German Viewers Love Their Detectives

BERLIN — When “Law & Order” kicks off its new season next month, it will tie “Gunsmoke,” at 20 years, as America’s longest-running prime-time drama. Here in Germany, where a police procedural called “Tatort” has been around nearly four decades, 20 years can seem as ephemeral as a high school romance.

“Tatort” is a little akin to what Johnny Carson’s “Tonight Show” was in America. It’s one of those modest pop-culture symbols and long-standing common experiences that can be hard for outsiders to translate but that speak to, and of, a nation. First broadcast in 1970, before video games or food processors and when Germany seemed permanently split in two, the show adopted the age-old formula of a pair of detectives solving a murder to devise a distinctly German version of the crime drama.

Relatively speaking, violent crime isn’t common here. The killing of four people by a gunman who went on a rampage near Düsseldorf last week was all the more shocking for being exceptional. With a population of 82 million, Germany had 864 homicides in 2007; there were around 20 times as many in the United States, where the population is not quite four times as big.

Maybe that’s a reason “Tatort” (it translates as “Crime Scene”) plays down graphic violence in favor of character development and crime solving.

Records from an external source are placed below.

//! Sorted-set commands (spec.md §4.6.1 "sorted sets"). `by_member` gives
//! O(1) `ZSCORE`; `by_score` (a `BTreeMap<ScoreKey, ()>`) gives ordered
//! range scans, together standing in for the skiplist + dict pairing real
//! Redis uses for the same two access patterns.

use std::collections::{BTreeMap, HashMap};
use std::ops::Bound;

use super::{cflags, CommandCtx, CommandSpec};
use crate::object::{parse_f64, Object, ScoreKey, Value};
use crate::resp::shared;

pub fn specs() -> Vec<CommandSpec> {
    vec![
        CommandSpec { name: "ZADD", arity: -4, flags: cflags::WRITE, handler: zadd },
        CommandSpec { name: "ZREM", arity: -3, flags: cflags::WRITE, handler: zrem },
        CommandSpec { name: "ZSCORE", arity: 3, flags: cflags::READONLY, handler: zscore },
        CommandSpec { name: "ZCARD", arity: 2, flags: cflags::READONLY, handler: zcard },
        CommandSpec { name: "ZRANGE", arity: -4, flags: cflags::READONLY, handler: zrange },
        CommandSpec { name: "ZREVRANGE", arity: -4, flags: cflags::READONLY, handler: zrevrange },
        CommandSpec { name: "ZRANK", arity: 3, flags: cflags::READONLY, handler: zrank },
        CommandSpec { name: "ZINCRBY", arity: 4, flags: cflags::WRITE, handler: zincrby },
        CommandSpec { name: "ZRANGEBYSCORE", arity: -4, flags: cflags::READONLY, handler: zrangebyscore },
    ]
}

fn as_zset<'a>(obj: &'a Object) -> Result<(&'a HashMap<Vec<u8>, f64>, &'a BTreeMap<ScoreKey, ()>), ()> {
    match &obj.value {
        Value::SortedSet { by_member, by_score } => Ok((by_member, by_score)),
        _ => Err(()),
    }
}

fn zset_insert(by_member: &mut HashMap<Vec<u8>, f64>, by_score: &mut BTreeMap<ScoreKey, ()>, member: Vec<u8>, score: f64) -> bool {
    let is_new = match by_member.insert(member.clone(), score) {
        Some(old) => {
            by_score.remove(&ScoreKey { score: old, member: member.clone() });
            false
        }
        None => true,
    };
    by_score.insert(ScoreKey { score, member }, ());
    is_new
}

fn zadd(ctx: &mut CommandCtx) {
    let argv = ctx.argv().to_vec();
    let key = argv[1].clone();
    let rest = &argv[2..];
    if rest.len() % 2 != 0 {
        ctx.client.output.write_static(shared::SYNTAX_ERR);
        return;
    }
    let mut pairs = Vec::new();
    for chunk in rest.chunks(2) {
        let Some(score) = parse_f64(&chunk[0]) else {
            ctx.reply_error("ERR value is not a valid float");
            return;
        };
        pairs.push((score, chunk[1].clone()));
    }
    let shard = ctx.shard(&key);
    let result = shard.write(&key, |d| {
        let exists = d.dict.get_no_step(key.as_slice()).is_some();
        if !exists {
            d.dict.insert(key.clone(), Object::new(Value::SortedSet { by_member: HashMap::new(), by_score: BTreeMap::new() }));
        }
        let obj = d.dict.get_mut(key.as_slice()).unwrap();
        let Value::SortedSet { by_member, by_score } = &mut obj.value else {
            return Err(());
        };
        let mut added = 0i64;
        for (score, member) in pairs {
            if zset_insert(by_member, by_score, member, score) {
                added += 1;
            }
        }
        d.mark_dirty();
        Ok(added)
    });
    match result {
        Ok(n) => ctx.client.output.write_integer(n),
        Err(()) => ctx.client.output.write_static(shared::WRONGTYPE_ERR),
    }
}

fn zrem(ctx: &mut CommandCtx) {
    let argv = ctx.argv().to_vec();
    let key = argv[1].clone();
    let members = argv[2..].to_vec();
    let shard = ctx.shard(&key);
    let result = shard.write(&key, |d| {
        let Some(obj) = d.dict.get_mut(key.as_slice()) else { return Ok(0) };
        let Value::SortedSet { by_member, by_score } = &mut obj.value else { return Err(()) };
        let mut removed = 0i64;
        for m in &members {
            if let Some(score) = by_member.remove(m) {
                by_score.remove(&ScoreKey { score, member: m.clone() });
                removed += 1;
            }
        }
        if by_member.is_empty() {
            d.dict.remove(key.as_slice());
        }
        if removed > 0 {
            d.mark_dirty();
        }
        Ok(removed)
    });
    match result {
        Ok(n) => {
            if n == 0 {
                ctx.prevent_propagation();
            }
            ctx.client.output.write_integer(n);
        }
        Err(()) => ctx.client.output.write_static(shared::WRONGTYPE_ERR),
    }
}

fn zscore(ctx: &mut CommandCtx) {
    let key = ctx.argv()[1].clone();
    let member = ctx.argv()[2].clone();
    let shard = ctx.shard(&key);
    match shard.read(&key, |o| as_zset(o).map(|(bm, _)| bm.get(&member).copied())) {
        Some(Ok(Some(score))) => ctx.client.output.write_double(score),
        Some(Ok(None)) | None => ctx.client.output.write_nil_bulk(),
        Some(Err(())) => ctx.client.output.write_static(shared::WRONGTYPE_ERR),
    }
}

fn zcard(ctx: &mut CommandCtx) {
    let key = ctx.argv()[1].clone();
    let shard = ctx.shard(&key);
    match shard.read(&key, |o| as_zset(o).map(|(bm, _)| bm.len())) {
        Some(Ok(n)) => ctx.client.output.write_integer(n as i64),
        Some(Err(())) => ctx.client.output.write_static(shared::WRONGTYPE_ERR),
        None => ctx.client.output.write_integer(0),
    }
}

fn collect_ordered(ctx: &CommandCtx, key: &[u8]) -> Result<Vec<(Vec<u8>, f64)>, ()> {
    let shard = ctx.shard(key);
    match shard.read(key, |o| as_zset(o).map(|(_, bs)| bs.keys().map(|sk| (sk.member.clone(), sk.score)).collect::<Vec<_>>())) {
        Some(r) => r,
        None => Ok(Vec::new()),
    }
}

fn write_range(ctx: &mut CommandCtx, mut items: Vec<(Vec<u8>, f64)>, start: i64, stop: i64, with_scores: bool) {
    let len = items.len() as i64;
    let norm = |i: i64| if i < 0 { (len + i).max(0) } else { i };
    let s = norm(start).min(len);
    let e = norm(stop).min(len - 1);
    if s > e || len == 0 {
        ctx.client.output.write_array_header(0);
        return;
    }
    items = items[s as usize..=e as usize].to_vec();
    if with_scores {
        ctx.client.output.write_array_header(items.len() * 2);
        for (m, sc) in items {
            ctx.client.output.write_bulk(&m);
            ctx.client.output.write_double(sc);
        }
    } else {
        ctx.client.output.write_bulk_array(&items.into_iter().map(|(m, _)| m).collect::<Vec<_>>());
    }
}

fn zrange(ctx: &mut CommandCtx) {
    let argv = ctx.argv().to_vec();
    let key = argv[1].clone();
    let (Ok(start), Ok(stop)) = (std::str::from_utf8(&argv[2]).unwrap_or("").parse::<i64>(), std::str::from_utf8(&argv[3]).unwrap_or("").parse::<i64>()) else {
        ctx.client.output.write_static(shared::NOT_INT_ERR);
        return;
    };
    let with_scores = argv.len() > 4 && argv[4].eq_ignore_ascii_case(b"WITHSCORES");
    match collect_ordered(ctx, &key) {
        Ok(items) => write_range(ctx, items, start, stop, with_scores),
        Err(()) => ctx.client.output.write_static(shared::WRONGTYPE_ERR),
    }
}

fn zrevrange(ctx: &mut CommandCtx) {
    let argv = ctx.argv().to_vec();
    let key = argv[1].clone();
    let (Ok(start), Ok(stop)) = (std::str::from_utf8(&argv[2]).unwrap_or("").parse::<i64>(), std::str::from_utf8(&argv[3]).unwrap_or("").parse::<i64>()) else {
        ctx.client.output.write_static(shared::NOT_INT_ERR);
        return;
    };
    let with_scores = argv.len() > 4 && argv[4].eq_ignore_ascii_case(b"WITHSCORES");
    match collect_ordered(ctx, &key) {
        Ok(mut items) => {
            items.reverse();
            write_range(ctx, items, start, stop, with_scores)
        }
        Err(()) => ctx.client.output.write_static(shared::WRONGTYPE_ERR),
    }
}

fn zrank(ctx: &mut CommandCtx) {
    let key = ctx.argv()[1].clone();
    let member = ctx.argv()[2].clone();
    match collect_ordered(ctx, &key) {
        Ok(items) => match items.iter().position(|(m, _)| m == &member) {
            Some(idx) => ctx.client.output.write_integer(idx as i64),
            None => ctx.client.output.write_nil_bulk(),
        },
        Err(()) => ctx.client.output.write_static(shared::WRONGTYPE_ERR),
    }
}

fn zincrby(ctx: &mut CommandCtx) {
    let key = ctx.argv()[1].clone();
    let Some(delta) = parse_f64(&ctx.argv()[2]) else {
        ctx.reply_error("ERR value is not a valid float");
        return;
    };
    let member = ctx.argv()[3].clone();
    let shard = ctx.shard(&key);
    let result = shard.write(&key, |d| {
        let exists = d.dict.get_no_step(key.as_slice()).is_some();
        if !exists {
            d.dict.insert(key.clone(), Object::new(Value::SortedSet { by_member: HashMap::new(), by_score: BTreeMap::new() }));
        }
        let obj = d.dict.get_mut(key.as_slice()).unwrap();
        let Value::SortedSet { by_member, by_score } = &mut obj.value else {
            return Err(());
        };
        let new_score = by_member.get(&member).copied().unwrap_or(0.0) + delta;
        zset_insert(by_member, by_score, member.clone(), new_score);
        d.mark_dirty();
        Ok(new_score)
    });
    match result {
        Ok(score) => ctx.client.output.write_double(score),
        Err(()) => ctx.client.output.write_static(shared::WRONGTYPE_ERR),
    }
}

/// Parses a `ZRANGEBYSCORE` bound: `-inf`/`+inf`, `(score` for exclusive,
/// or a bare score for inclusive.
fn parse_score_bound(s: &[u8]) -> Option<Bound<f64>> {
    let text = std::str::from_utf8(s).ok()?;
    if text.eq_ignore_ascii_case("-inf") || text.eq_ignore_ascii_case("+inf") || text.eq_ignore_ascii_case("inf") {
        return Some(Bound::Unbounded);
    }
    if let Some(rest) = text.strip_prefix('(') {
        let v: f64 = rest.parse().ok()?;
        return Some(Bound::Excluded(v));
    }
    let v: f64 = text.parse().ok()?;
    Some(Bound::Included(v))
}

fn zrangebyscore(ctx: &mut CommandCtx) {
    let argv = ctx.argv().to_vec();
    let key = argv[1].clone();
    let Some(min) = parse_score_bound(&argv[2]) else {
        ctx.reply_error("ERR min or max is not a float");
        return;
    };
    let Some(max) = parse_score_bound(&argv[3]) else {
        ctx.reply_error("ERR min or max is not a float");
        return;
    };
    let with_scores = argv.len() > 4 && argv[4].eq_ignore_ascii_case(b"WITHSCORES");
    match collect_ordered(ctx, &key) {
        Ok(items) => {
            let in_min = |score: f64| match min {
                Bound::Unbounded => true,
                Bound::Included(v) => score >= v,
                Bound::Excluded(v) => score > v,
            };
            let in_max = |score: f64| match max {
                Bound::Unbounded => true,
                Bound::Included(v) => score <= v,
                Bound::Excluded(v) => score < v,
            };
            let filtered: Vec<_> = items.into_iter().filter(|(_, s)| in_min(*s) && in_max(*s)).collect();
            let len = filtered.len() as i64;
            write_range(ctx, filtered, 0, len - 1, with_scores);
        }
        Err(()) => ctx.client.output.write_static(shared::WRONGTYPE_ERR),
    }
}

It was a smash from the start. At one time three-quarters of German television viewers tuned in. Now, when cable channels atomize viewers, more than seven million people still make a ritual of turning off their phones and getting together on Sundays at 8:15 p.m. for an hour and a half to catch the show at home or in bars, some of which, “Tatort” hangouts, receive advance DVDs so fans can pause the action before the killer is unveiled and collectively try to guess who did it.

And by now the opening credits (a pair of eyes caught in crosshairs), which haven’t changed since the first broadcast, are embedded in the German psyche the way Bart Simpson skateboarding through Springfield or the Bunkers croaking “Those Were the Days” at the upright are embedded in American minds. As a measure of “Tatort’s” familiarity, as well as of a certain political desperation, this spring the German Left Party even put up a former “Tatort” actor, Peter Sodann, as its candidate for president. (He finished third.)

Part of the show’s success has derived from an endearing verité. Crimes happen in distinctly German locales like the little city garden plots called schrebergarten, where nature-loving Germans grow their own tomatoes and show off their odd taste for plastic gnomes. The “Tatort” detectives in Cologne invariably stop at their favorite büdchen, the little beer and bratwurst stands typical of the Rhineland. Even the show’s gloomy lighting seems to stir in some Germans a homey familiarity.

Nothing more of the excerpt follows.